When it comes to quality lean protein, many types of fish (especially tuna) and shellfish (especially scallops) top the list. They are very high in protein, very low in fat and the varieties of tastes and textures of our underwater friends, make it almost impossible to get bored of eating.
However, there has been a recent and unwarranted criticism of their mercury content that has chickens, pigs and even cows running for cover.
While it’s true that nearly all fish and shellfish contain traces of methylmercury, for most people, it is not and should not be a health concern. However, those who could be at risk include unborn or nursing babies and young children who are still developing their central nervous system.

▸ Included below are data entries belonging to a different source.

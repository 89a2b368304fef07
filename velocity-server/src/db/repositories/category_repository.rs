use anyhow::{Context, Result};
use rusqlite::OptionalExtension;

use velocity_types::Category;

use crate::db::DbPool;

pub struct CategoryRepository {
    pool: DbPool,
}

impl CategoryRepository {
    pub fn new(pool: DbPool) -> Self {
        Self { pool }
    }

    /// All categories ordered by name
    pub fn list(&self) -> Result<Vec<Category>> {
        let conn = self.pool.get()?;
        let mut stmt = conn.prepare("SELECT id, name, slug FROM categories ORDER BY name")?;
        let categories = stmt
            .query_map([], |row| {
                Ok(Category {
                    id: row.get(0)?,
                    name: row.get(1)?,
                    slug: row.get(2)?,
                })
            })?
            .collect::<Result<Vec<_>, _>>()?;
        Ok(categories)
    }

    pub fn get_by_slug(&self, slug: &str) -> Result<Option<Category>> {
        let conn = self.pool.get()?;
        let category = conn
            .query_row(
                "SELECT id, name, slug FROM categories WHERE slug = ?",
                [slug],
                |row| {
                    Ok(Category {
                        id: row.get(0)?,
                        name: row.get(1)?,
                        slug: row.get(2)?,
                    })
                },
            )
            .optional()
            .context("Failed to load category")?;
        Ok(category)
    }
}

#[cfg(test)]
mod tests {
    use super::*;
    use crate::db::Database;

    #[test]
    fn test_list_is_ordered_by_name() {
        let db = Database::in_memory().unwrap();
        db.initialize().unwrap();
        db.seed_demo_data().unwrap();
        let repo = CategoryRepository::new(db.pool.clone());

        let names: Vec<String> = repo.list().unwrap().into_iter().map(|c| c.name).collect();
        let mut sorted = names.clone();
        sorted.sort();
        assert_eq!(names, sorted);
        assert_eq!(names.len(), 6);
    }

    #[test]
    fn test_get_by_slug() {
        let db = Database::in_memory().unwrap();
        db.initialize().unwrap();
        db.seed_demo_data().unwrap();
        let repo = CategoryRepository::new(db.pool.clone());

        let category = repo.get_by_slug("ai-tech").unwrap().unwrap();
        assert_eq!(category.name, "AI & Tech");
        assert!(repo.get_by_slug("gardening").unwrap().is_none());
    }
}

As adults we benefit from eating fish (Body Designs 31) because it is low in saturated fat and a good source of omega-3 fatty acids (which benefit the heart of healthy people, and those at high risk of, or who already have, cardiovascular disease). It has also been reported that omega-3 fatty acids decrease the risk of arrhythmias (abnormal heartbeats), which can lead to sudden death, as well as, lower triglyceride levels, slow growth rate of atherosclerotic plaque, and even aid in slightly lowering one’s blood pressure.
Fish and Shellfish that have small levels of mercury include: shrimp, canned light tuna, salmon, pollock and catfish. Those with a higher content are: shark, swordfish, tilefish and king mackerel.
That said, mercury poisoning is a reality and is dangerous. Symptoms include: vision, hearing and/or speech impairment; disturbed sensation and a sudden lack of coordination; skin discoloration, swelling or itching. The type and degree of symptoms exhibited depend upon the individual toxin, the dose, and the duration of exposure.
The Food and Drug Administration allows for a healthy adult to eat 2-3 servings (6 oz. each) per week. If you would like to add more fish to your weekly diet, just ask you doctor if it’s right for you.